A sorcerer once met a preacher whom he tried to seduce with his much money, but failed. Greatly offended by the temerity of that wicked man who thought that the Almighty could be bought with earthly currency, the preacher said, “Thy money perish with thee, because thou hast thought that the gift of God may be purchased with money.” At once, the sorcerer, himself knowing the value and power of words (as that was his currency in sorcery), pleaded, “Pray ye to the Lord for me, that none of these things which ye have spoken come upon me” (Acts 8:20-24). Why? For those who know, words could be more powerful than the sounds or letters that convey them, and destiny could be helped or hampered by their potency.
- The Power of Thoughts and Words
According to Solomon, there is “power” in the tongue, and as much as life and death could hang in the balances of that power (Proverbs 18:21). In other words, there is a supernatural dimension to natural words, an immortal dimension to the words from mortal lips, and (atomic) “power” once detonated is not recallable. Mine the power.
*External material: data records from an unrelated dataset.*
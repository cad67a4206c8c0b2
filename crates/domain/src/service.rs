//! High-level service wrapping the pure operations with persistence.
//!
//! Every mutating call computes the next snapshot, swaps it in, then writes
//! it through the store. The in-memory swap happens first: if the write
//! fails the caller sees the error while the process keeps the new state,
//! and `reload` can re-sync from disk.

use chrono::Utc;
use common::InvoiceId;
use snapshot_store::{SnapshotStore, SnapshotStoreExt};
use tokio::sync::RwLock;

use crate::error::DomainError;
use crate::ops::{
    CompleteSale, ImportItems, MoveOrderStage, PlaceOrder, SubmitCustomOrder, UpsertItem,
    complete_sale, import_items, move_order_stage, place_order, submit_custom_order, upsert_item,
};
use crate::snapshot::AppData;

/// Result of committing a cart through checkout.
#[derive(Debug, Clone)]
pub struct PlacedOrder {
    pub invoice_id: InvoiceId,
    pub rental_ids: Vec<common::RentalId>,
}

/// Result of submitting a custom tailoring order.
#[derive(Debug, Clone)]
pub struct SubmittedOrder {
    pub order_id: common::CustomOrderId,
    pub work_order_id: common::WorkOrderId,
}

/// Service for running boutique operations against a persisted snapshot.
pub struct BoutiqueService<S: SnapshotStore<AppData>> {
    store: S,
    current: RwLock<AppData>,
}

impl<S: SnapshotStore<AppData>> BoutiqueService<S> {
    /// Creates the service, loading the stored snapshot or seeding a fresh
    /// one if nothing has been persisted yet.
    pub async fn init(store: S) -> Result<Self, DomainError> {
        let current = store.load_or_seed().await?;
        Ok(Self {
            store,
            current: RwLock::new(current),
        })
    }

    /// Returns a copy of the current snapshot.
    pub async fn snapshot(&self) -> AppData {
        self.current.read().await.clone()
    }

    /// Discards in-memory state and re-reads the stored snapshot.
    #[tracing::instrument(skip(self))]
    pub async fn reload(&self) -> Result<AppData, DomainError> {
        let mut guard = self.current.write().await;
        *guard = self.store.load_or_seed().await?;
        Ok(guard.clone())
    }

    /// Resets the store and memory back to the seed snapshot.
    #[tracing::instrument(skip(self))]
    pub async fn reset(&self) -> Result<AppData, DomainError> {
        let mut guard = self.current.write().await;
        *guard = self.store.reset().await?;
        tracing::info!("snapshot reset to seed data");
        Ok(guard.clone())
    }

    /// Completes a point-of-sale purchase.
    #[tracing::instrument(skip(self, cmd), fields(customer_id = %cmd.customer_id))]
    pub async fn complete_sale(&self, cmd: CompleteSale) -> Result<InvoiceId, DomainError> {
        let mut guard = self.current.write().await;
        let outcome = complete_sale(&guard, &cmd, Utc::now())?;
        *guard = outcome.data;
        self.persist(&guard).await?;
        metrics::counter!("boutique_sales_total").increment(1);
        Ok(outcome.invoice_id)
    }

    /// Commits a cart through checkout, producing one combined invoice.
    #[tracing::instrument(skip(self, cmd), fields(customer_id = %cmd.customer_id, lines = cmd.cart.len()))]
    pub async fn place_order(&self, cmd: PlaceOrder) -> Result<PlacedOrder, DomainError> {
        let mut guard = self.current.write().await;
        let outcome = place_order(&guard, &cmd, Utc::now())?;
        *guard = outcome.data;
        self.persist(&guard).await?;
        metrics::counter!("boutique_checkouts_total").increment(1);
        Ok(PlacedOrder {
            invoice_id: outcome.invoice_id,
            rental_ids: outcome.rental_ids,
        })
    }

    /// Submits a custom tailoring order with its work order.
    #[tracing::instrument(skip(self, cmd), fields(customer_id = %cmd.customer_id))]
    pub async fn submit_custom_order(
        &self,
        cmd: SubmitCustomOrder,
    ) -> Result<SubmittedOrder, DomainError> {
        let mut guard = self.current.write().await;
        let outcome = submit_custom_order(&guard, &cmd, Utc::now())?;
        *guard = outcome.data;
        self.persist(&guard).await?;
        metrics::counter!("boutique_custom_orders_total").increment(1);
        Ok(SubmittedOrder {
            order_id: outcome.order_id,
            work_order_id: outcome.work_order_id,
        })
    }

    /// Moves a custom order one kanban stage forward or backward.
    #[tracing::instrument(skip(self, cmd), fields(order_id = %cmd.order_id, target = %cmd.target))]
    pub async fn move_order_stage(&self, cmd: MoveOrderStage) -> Result<(), DomainError> {
        let mut guard = self.current.write().await;
        let next = move_order_stage(&guard, &cmd)?;
        *guard = next;
        self.persist(&guard).await?;
        metrics::counter!("boutique_stage_moves_total").increment(1);
        Ok(())
    }

    /// Inserts or replaces a single inventory item.
    #[tracing::instrument(skip(self, cmd), fields(item_id = %cmd.item.id))]
    pub async fn upsert_item(&self, cmd: UpsertItem) -> Result<(), DomainError> {
        let mut guard = self.current.write().await;
        let next = upsert_item(&guard, &cmd);
        *guard = next;
        self.persist(&guard).await?;
        Ok(())
    }

    /// Bulk-imports inventory records, returning how many were applied.
    #[tracing::instrument(skip(self, cmd), fields(records = cmd.items.len()))]
    pub async fn import_items(&self, cmd: ImportItems) -> Result<usize, DomainError> {
        let count = cmd.items.len();
        let mut guard = self.current.write().await;
        let next = import_items(&guard, &cmd);
        *guard = next;
        self.persist(&guard).await?;
        metrics::counter!("boutique_items_imported_total").increment(count as u64);
        Ok(count)
    }

    async fn persist(&self, data: &AppData) -> Result<(), DomainError> {
        if let Err(e) = self.store.save(data).await {
            tracing::error!(error = %e, "failed to persist snapshot");
            return Err(DomainError::Persistence(e));
        }
        Ok(())
    }
}

#[cfg(test)]
mod tests {
    use super::*;
    use crate::ops::SaleLine;
    use crate::seed::demo_data;
    use snapshot_store::InMemoryStore;

    async fn service() -> BoutiqueService<InMemoryStore<AppData>> {
        BoutiqueService::init(InMemoryStore::new(demo_data()))
            .await
            .unwrap()
    }

    #[tokio::test]
    async fn sale_updates_memory_and_store() {
        let store = InMemoryStore::new(demo_data());
        let svc = BoutiqueService::init(store.clone()).await.unwrap();

        svc.complete_sale(CompleteSale::cash("cust-1", vec![SaleLine::new("i1", 2)]))
            .await
            .unwrap();

        let in_memory = svc.snapshot().await;
        assert_eq!(in_memory.item(&"i1".into()).unwrap().qty, 3);

        let persisted = store.load().await.unwrap().unwrap();
        assert_eq!(persisted.item(&"i1".into()).unwrap().qty, 3);
    }

    #[tokio::test]
    async fn failed_save_reports_error_but_keeps_new_state() {
        let store = InMemoryStore::new(demo_data());
        let svc = BoutiqueService::init(store.clone()).await.unwrap();
        store.set_fail_saves(true).await;

        let err = svc
            .complete_sale(CompleteSale::cash("cust-1", vec![SaleLine::new("i1", 1)]))
            .await
            .unwrap_err();
        assert!(matches!(err, DomainError::Persistence(_)));

        // The sale applied in memory even though persistence failed.
        assert_eq!(svc.snapshot().await.item(&"i1".into()).unwrap().qty, 4);

        // Reload re-syncs from the untouched store.
        store.set_fail_saves(false).await;
        let reloaded = svc.reload().await.unwrap();
        assert_eq!(reloaded.item(&"i1".into()).unwrap().qty, 5);
    }

    #[tokio::test]
    async fn reset_returns_to_seed() {
        let svc = service().await;
        svc.complete_sale(CompleteSale::cash("cust-1", vec![SaleLine::new("i1", 5)]))
            .await
            .unwrap();
        assert_eq!(svc.snapshot().await.item(&"i1".into()).unwrap().qty, 0);

        let data = svc.reset().await.unwrap();
        assert_eq!(data.item(&"i1".into()).unwrap().qty, 5);
    }

    #[tokio::test]
    async fn domain_rejection_leaves_state_untouched() {
        let svc = service().await;
        let err = svc
            .complete_sale(CompleteSale::cash("cust-1", vec![SaleLine::new("i1", 99)]))
            .await
            .unwrap_err();
        assert!(matches!(err, DomainError::Stock { .. }));
        assert_eq!(svc.snapshot().await.item(&"i1".into()).unwrap().qty, 5);
    }
}
use chrono::{DateTime, Utc};
use common::{CustomerId, ItemId, RentalId};
use serde::{Deserialize, Serialize};

use crate::money::Money;

/// Lifecycle status of a rental booking.
#[derive(Debug, Clone, Copy, PartialEq, Eq, Hash, Serialize, Deserialize, Default)]
pub enum RentalStatus {
    /// Booked, awaiting pickup.
    #[default]
    Reserved,

    /// Picked up and currently out.
    Active,

    /// Returned in good order (terminal).
    Returned,

    /// Past its end date without a return.
    Late,

    /// Cancelled before pickup (terminal).
    Cancelled,
}

impl RentalStatus {
    /// Returns true if the rental still occupies inventory.
    pub fn is_open(&self) -> bool {
        matches!(self, RentalStatus::Reserved | RentalStatus::Active | RentalStatus::Late)
    }

    /// Returns the status name as a string.
    pub fn as_str(&self) -> &'static str {
        match self {
            RentalStatus::Reserved => "Reserved",
            RentalStatus::Active => "Active",
            RentalStatus::Returned => "Returned",
            RentalStatus::Late => "Late",
            RentalStatus::Cancelled => "Cancelled",
        }
    }
}

impl std::fmt::Display for RentalStatus {
    fn fmt(&self, f: &mut std::fmt::Formatter<'_>) -> std::fmt::Result {
        write!(f, "{}", self.as_str())
    }
}

/// One rented item line within a booking.
#[derive(Debug, Clone, PartialEq, Serialize, Deserialize)]
pub struct RentalLine {
    pub item_id: ItemId,
    pub qty: u32,
    pub price_per_day: Money,
}

/// A rental booking for one customer.
#[derive(Debug, Clone, PartialEq, Serialize, Deserialize)]
pub struct Rental {
    pub id: RentalId,
    pub customer_id: CustomerId,
    pub items: Vec<RentalLine>,
    pub start_date: DateTime<Utc>,
    pub end_date: DateTime<Utc>,
    pub deposit_amount: Money,
    pub total_amount: Money,
    pub status: RentalStatus,
    #[serde(default, skip_serializing_if = "Option::is_none")]
    pub pickup_location: Option<String>,
    #[serde(default, skip_serializing_if = "Option::is_none")]
    pub return_location: Option<String>,
    #[serde(default, skip_serializing_if = "Option::is_none")]
    pub damage_notes: Option<String>,
    #[serde(default, skip_serializing_if = "Option::is_none")]
    pub photos_return: Option<Vec<String>>,
}

/// Number of chargeable rental days for a period.
///
/// The period is billed in whole days, rounding any partial day up, with a
/// floor of one day even when start and end coincide.
pub fn rental_days(start: DateTime<Utc>, end: DateTime<Utc>) -> u32 {
    let secs = (end - start).num_seconds();
    if secs <= 0 {
        return 1;
    }
    let days = (secs as u64).div_ceil(86_400);
    days.max(1) as u32
}

#[cfg(test)]
mod tests {
    use super::*;
    use chrono::TimeZone;

    fn date(y: i32, m: u32, d: u32) -> DateTime<Utc> {
        Utc.with_ymd_and_hms(y, m, d, 0, 0, 0).unwrap()
    }

    #[test]
    fn whole_day_span_counts_exactly() {
        assert_eq!(rental_days(date(2024, 1, 1), date(2024, 1, 4)), 3);
    }

    #[test]
    fn partial_day_rounds_up() {
        let start = date(2024, 1, 1);
        let end = Utc.with_ymd_and_hms(2024, 1, 2, 6, 0, 0).unwrap();
        assert_eq!(rental_days(start, end), 2);
    }

    #[test]
    fn same_instant_bills_one_day() {
        let day = date(2024, 3, 10);
        assert_eq!(rental_days(day, day), 1);
    }

    #[test]
    fn open_statuses() {
        assert!(RentalStatus::Reserved.is_open());
        assert!(RentalStatus::Active.is_open());
        assert!(RentalStatus::Late.is_open());
        assert!(!RentalStatus::Returned.is_open());
        assert!(!RentalStatus::Cancelled.is_open());
    }

    #[test]
    fn status_serializes_pascal_case() {
        assert_eq!(
            serde_json::to_string(&RentalStatus::Reserved).unwrap(),
            "\"Reserved\""
        );
    }
}
use serde::{Deserialize, Serialize};
use uuid::Uuid;

/// Declares a string-backed identifier newtype.
///
/// The seed dataset uses short human-readable IDs (`"i1"`, `"cust-2"`), so
/// identifiers wrap a `String` rather than a raw UUID. Freshly generated IDs
/// carry an entity prefix followed by a v4 UUID.
macro_rules! string_id {
    ($(#[$doc:meta])* $name:ident, $prefix:literal) => {
        $(#[$doc])*
        #[derive(Debug, Clone, PartialEq, Eq, Hash, PartialOrd, Ord, Serialize, Deserialize)]
        #[serde(transparent)]
        pub struct $name(String);

        impl $name {
            /// Generates a new prefixed random identifier.
            pub fn generate() -> Self {
                Self(format!(concat!($prefix, "-{}"), Uuid::new_v4()))
            }

            /// Wraps an existing identifier string.
            pub fn new(id: impl Into<String>) -> Self {
                Self(id.into())
            }

            /// Returns the identifier as a string slice.
            pub fn as_str(&self) -> &str {
                &self.0
            }
        }

        impl std::fmt::Display for $name {
            fn fmt(&self, f: &mut std::fmt::Formatter<'_>) -> std::fmt::Result {
                write!(f, "{}", self.0)
            }
        }

        impl From<String> for $name {
            fn from(s: String) -> Self {
                Self(s)
            }
        }

        impl From<&str> for $name {
            fn from(s: &str) -> Self {
                Self(s.to_string())
            }
        }

        impl AsRef<str> for $name {
            fn as_ref(&self) -> &str {
                &self.0
            }
        }
    };
}

string_id!(
    /// Unique identifier for a customer.
    CustomerId,
    "cust"
);
string_id!(
    /// Unique identifier for a stockable inventory item.
    ItemId,
    "item"
);
string_id!(
    /// Unique identifier for a rental booking.
    RentalId,
    "rent"
);
string_id!(
    /// Unique identifier for a custom tailoring order.
    CustomOrderId,
    "co"
);
string_id!(
    /// Unique identifier for a technician work order.
    WorkOrderId,
    "wo"
);
string_id!(
    /// Unique identifier for an invoice.
    InvoiceId,
    "inv"
);
string_id!(
    /// Unique identifier for a back-office user.
    UserId,
    "user"
);
string_id!(
    /// Unique identifier for a notification.
    NotificationId,
    "notif"
);
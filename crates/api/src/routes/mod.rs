//! HTTP route handlers.

pub mod admin;
pub mod health;
pub mod metrics;
pub mod shop;

use domain::{AppData, BoutiqueService};
use snapshot_store::SnapshotStore;

/// Shared application state accessible from all handlers.
pub struct AppState<S: SnapshotStore<AppData>> {
    pub service: BoutiqueService<S>,
}
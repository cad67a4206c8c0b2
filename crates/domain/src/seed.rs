//! Fixed demo dataset used to (re-)initialize an empty store.

use chrono::{DateTime, TimeZone, Utc};

use crate::model::{
    Customer, CustomOrder, CustomOrderStatus, Invoice, InvoiceItem, Item, ItemStatus,
    MeasurementProfile, MeasurementUnit, Notification, NotificationKind, Rental, RentalLine,
    RentalStatus, Role, User,
};
use crate::model::WorkOrder;
use crate::money::Money;
use crate::snapshot::AppData;

fn day(y: i32, m: u32, d: u32) -> DateTime<Utc> {
    Utc.with_ymd_and_hms(y, m, d, 10, 0, 0).unwrap()
}

/// Builds the seed snapshot for the demo boutique.
///
/// IDs are short and human-readable on purpose; generated entities use the
/// longer prefixed form from `common`.
pub fn demo_data() -> AppData {
    let customers = vec![
        Customer {
            id: "cust-1".into(),
            name: "Priya Nair".to_string(),
            phone: "+91 98450 11223".to_string(),
            email: "priya@example.com".to_string(),
            address: "12 MG Road, Bengaluru".to_string(),
            measurement_profile: MeasurementProfile {
                bust: Some(36.0),
                waist: Some(28.0),
                hip: Some(38.0),
                length: Some(42.0),
                sleeve: None,
                units: MeasurementUnit::Inches,
            },
            notes: "Prefers pastel shades".to_string(),
            created_at: day(2023, 11, 4),
        },
        Customer {
            id: "cust-2".into(),
            name: "Ananya Iyer".to_string(),
            phone: "+91 99860 44556".to_string(),
            email: "ananya@example.com".to_string(),
            address: "4 Lake View Lane, Kochi".to_string(),
            measurement_profile: MeasurementProfile {
                bust: Some(34.0),
                waist: Some(27.0),
                hip: Some(36.5),
                length: None,
                sleeve: Some(22.0),
                units: MeasurementUnit::Inches,
            },
            notes: String::new(),
            created_at: day(2024, 1, 19),
        },
    ];

    let items = vec![
        Item {
            id: "i1".into(),
            sku: "SAREE-001".to_string(),
            title: "Banarasi Silk Saree".to_string(),
            category: "Sarees".to_string(),
            subcategory: Some("Silk".to_string()),
            sizes: vec!["Free".to_string()],
            color: "Maroon".to_string(),
            qty: 5,
            rent_price_per_day: Money::from_rupees(400),
            buy_price: Money::from_rupees(12_000),
            condition: "New".to_string(),
            images: vec!["/images/saree-001.jpg".to_string()],
            status: ItemStatus::Available,
            description: "Handwoven Banarasi silk with zari border".to_string(),
            tags: Some(vec!["wedding".to_string(), "silk".to_string()]),
        },
        Item {
            id: "i2".into(),
            sku: "LEHENGA-002".to_string(),
            title: "Bridal Lehenga".to_string(),
            category: "Lehengas".to_string(),
            subcategory: None,
            sizes: vec!["S".to_string(), "M".to_string()],
            color: "Red".to_string(),
            qty: 2,
            rent_price_per_day: Money::from_rupees(1500),
            buy_price: Money::from_rupees(45_000),
            condition: "New".to_string(),
            images: vec![],
            status: ItemStatus::Available,
            description: "Heavily embroidered bridal lehenga".to_string(),
            tags: None,
        },
        Item {
            id: "i3".into(),
            sku: "SHERWANI-003".to_string(),
            title: "Ivory Sherwani".to_string(),
            category: "Menswear".to_string(),
            subcategory: None,
            sizes: vec!["M".to_string(), "L".to_string(), "XL".to_string()],
            color: "Ivory".to_string(),
            qty: 3,
            rent_price_per_day: Money::from_rupees(800),
            buy_price: Money::from_rupees(18_000),
            condition: "Good".to_string(),
            images: vec![],
            status: ItemStatus::Rented,
            description: "Classic ivory sherwani with churidar".to_string(),
            tags: None,
        },
    ];

    let rentals = vec![Rental {
        id: "rent-1".into(),
        customer_id: "cust-2".into(),
        items: vec![RentalLine {
            item_id: "i3".into(),
            qty: 1,
            price_per_day: Money::from_rupees(800),
        }],
        start_date: day(2024, 2, 10),
        end_date: day(2024, 2, 13),
        deposit_amount: Money::from_rupees(4500),
        total_amount: Money::from_rupees(2400),
        status: RentalStatus::Active,
        pickup_location: Some("Store".to_string()),
        return_location: None,
        damage_notes: None,
        photos_return: None,
    }];

    let custom_orders = vec![CustomOrder {
        id: "co-1".into(),
        customer_id: "cust-1".into(),
        title: "Pastel Anarkali".to_string(),
        description: "Floor-length anarkali in powder blue georgette".to_string(),
        material_provided: false,
        material_notes: None,
        measurement_snapshot: MeasurementProfile {
            bust: Some(36.0),
            waist: Some(28.0),
            hip: Some(38.0),
            length: Some(42.0),
            sleeve: None,
            units: MeasurementUnit::Inches,
        },
        design_images: None,
        assigned_tailor_id: Some("user-3".into()),
        price_estimate: Money::from_rupees(15_000),
        actual_cost: None,
        status: CustomOrderStatus::Stitching,
        due_date: day(2024, 3, 20),
        created_at: day(2024, 2, 24),
    }];

    let work_orders = vec![WorkOrder {
        id: "wo-1".into(),
        custom_order_id: "co-1".into(),
        task_list: Some(vec![
            "Cut georgette panels".to_string(),
            "Stitch bodice".to_string(),
        ]),
        start_date: Some(day(2024, 2, 26)),
        end_date: None,
        status: CustomOrderStatus::Stitching,
        technician_notes: None,
        photos: None,
    }];

    let invoices = vec![Invoice {
        id: "inv-1".into(),
        customer_id: "cust-2".into(),
        related_ref: Some("rent-1".to_string()),
        amount: Money::from_rupees(2400),
        tax: Money::from_rupees(432),
        discount: Money::zero(),
        total_amount: Money::from_rupees(2832),
        payment_method: "Card".to_string(),
        paid: true,
        paid_at: Some(day(2024, 2, 10)),
        items: vec![InvoiceItem {
            item_id: "i3".into(),
            description: "Rental: Ivory Sherwani (3 days)".to_string(),
            qty: 1,
            unit_price: Money::from_rupees(2400),
            total: Money::from_rupees(2400),
        }],
        created_at: day(2024, 2, 10),
    }];

    let users = vec![
        User {
            id: "user-1".into(),
            name: "Meera Shah".to_string(),
            role: Role::Admin,
            email: "meera@example.com".to_string(),
        },
        User {
            id: "user-2".into(),
            name: "Rohit Verma".to_string(),
            role: Role::Manager,
            email: "rohit@example.com".to_string(),
        },
        User {
            id: "user-3".into(),
            name: "Salim Khan".to_string(),
            role: Role::Tailor,
            email: "salim@example.com".to_string(),
        },
    ];

    let notifications = vec![Notification {
        id: "notif-1".into(),
        kind: NotificationKind::Warning,
        message: "Rental rent-1 is due back on Feb 13".to_string(),
        recipient_role: Role::Manager,
        sent_at: day(2024, 2, 12),
    }];

    AppData {
        customers,
        items,
        rentals,
        custom_orders,
        work_orders,
        invoices,
        users,
        notifications,
    }
}

#[cfg(test)]
mod tests {
    use super::*;

    #[test]
    fn seed_invoices_are_balanced() {
        for invoice in demo_data().invoices {
            assert!(invoice.is_balanced(), "invoice {} out of balance", invoice.id);
        }
    }

    #[test]
    fn seed_work_orders_mirror_their_orders() {
        let data = demo_data();
        for wo in &data.work_orders {
            let order = data.custom_order(&wo.custom_order_id).unwrap();
            assert_eq!(wo.status, order.status);
        }
    }

    #[test]
    fn seed_rentals_reference_known_entities() {
        let data = demo_data();
        for rental in &data.rentals {
            assert!(data.customer(&rental.customer_id).is_some());
            for line in &rental.items {
                assert!(data.item(&line.item_id).is_some());
            }
        }
    }
}
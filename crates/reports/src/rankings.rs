//! Top-N rankings over rentals, sales, and customer spend.

use std::collections::HashMap;

use common::{CustomerId, ItemId};
use domain::{AppData, Money};
use serde::Serialize;

const TOP_N: usize = 5;

/// An item ranked by quantity moved.
#[derive(Debug, Clone, PartialEq, Serialize)]
pub struct ItemQuantity {
    pub item_id: ItemId,
    pub title: String,
    pub quantity: u32,
}

/// A customer ranked by paid-invoice spend.
#[derive(Debug, Clone, PartialEq, Serialize)]
pub struct CustomerSpend {
    pub customer_id: CustomerId,
    pub name: String,
    pub total_spend: Money,
}

fn item_title(data: &AppData, id: &ItemId) -> String {
    data.item(id)
        .map(|i| i.title.clone())
        .unwrap_or_else(|| id.to_string())
}

fn ranked_items(data: &AppData, counts: HashMap<ItemId, u32>) -> Vec<ItemQuantity> {
    let mut rows: Vec<ItemQuantity> = counts
        .into_iter()
        .map(|(item_id, quantity)| ItemQuantity {
            title: item_title(data, &item_id),
            item_id,
            quantity,
        })
        .collect();
    rows.sort_by(|a, b| b.quantity.cmp(&a.quantity).then(a.title.cmp(&b.title)));
    rows.truncate(TOP_N);
    rows
}

/// Top five items by quantity across all rental bookings.
pub fn top_rented(data: &AppData) -> Vec<ItemQuantity> {
    let mut counts: HashMap<ItemId, u32> = HashMap::new();
    for rental in &data.rentals {
        for line in &rental.items {
            *counts.entry(line.item_id.clone()).or_default() += line.qty;
        }
    }
    ranked_items(data, counts)
}

/// Top five items by quantity sold across sale and purchase invoice lines.
pub fn top_purchased(data: &AppData) -> Vec<ItemQuantity> {
    let mut counts: HashMap<ItemId, u32> = HashMap::new();
    for invoice in &data.invoices {
        for line in &invoice.items {
            if line.description.starts_with("Sale:") || line.description.starts_with("Purchase:") {
                *counts.entry(line.item_id.clone()).or_default() += line.qty;
            }
        }
    }
    ranked_items(data, counts)
}

/// Top five customers by total paid-invoice spend.
pub fn top_customers(data: &AppData) -> Vec<CustomerSpend> {
    let mut totals: HashMap<CustomerId, Money> = HashMap::new();
    for invoice in data.invoices.iter().filter(|i| i.paid) {
        let entry = totals
            .entry(invoice.customer_id.clone())
            .or_insert_with(Money::zero);
        *entry += invoice.total_amount;
    }

    let mut rows: Vec<CustomerSpend> = totals
        .into_iter()
        .map(|(customer_id, total_spend)| CustomerSpend {
            name: data
                .customer(&customer_id)
                .map(|c| c.name.clone())
                .unwrap_or_else(|| customer_id.to_string()),
            customer_id,
            total_spend,
        })
        .collect();
    rows.sort_by(|a, b| {
        b.total_spend
            .paise()
            .cmp(&a.total_spend.paise())
            .then(a.name.cmp(&b.name))
    });
    rows.truncate(TOP_N);
    rows
}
Taste your words before you serve them (Colossians 4:6). You can never tell the wind to return your words once it has carried them away (Ecclesiastes 5:6). The Psalmist prayed, “Let the words of my mouth, and the meditation of my heart, be acceptable in thy sight, O LORD” (Psalm 19:14). In other words, while we bother about words that are heard, we should worry no less about thoughts unheard. Words and thoughts are both spiritually implicating and defining of our relations with the supernatural. Lucifer fell for his thoughts, before his acts were ever seen (Isaiah 14:13; Matthew 15:18-19). God hears the heart as much as He does our words, and one can be blessed or blighted for thoughts unheard no less than for words declared (Ephesians 3:20; Zephaniah 2:15; Revelation 18:7-8).
- This Man Learned his Lesson Late
There was a great man in history who did not know this truth, or so it seemed, so he spoke words thoughtlessly. Once upon a time, he came back from a business trip so hungry that he was willing to give anything away for the food he badly wanted then. Just then, he met a man, actually his brother, who had food for him, but then for a price. How much? Nothing much to go far for, just the birthright, to be paid in the ordinary currency of words. It is the familiar Bible story of Esau and Jacob.
Esau was the elder brother just returned from his hunting rounds, apparently without a game, without a catch. When Jacob informed Esau what it would mean to take the food that day, Esau casually said, “OK. I take your offer. From today, you are the elder and I have become the junior.” And he signed the deal by swearing in the name of the Lord. Words.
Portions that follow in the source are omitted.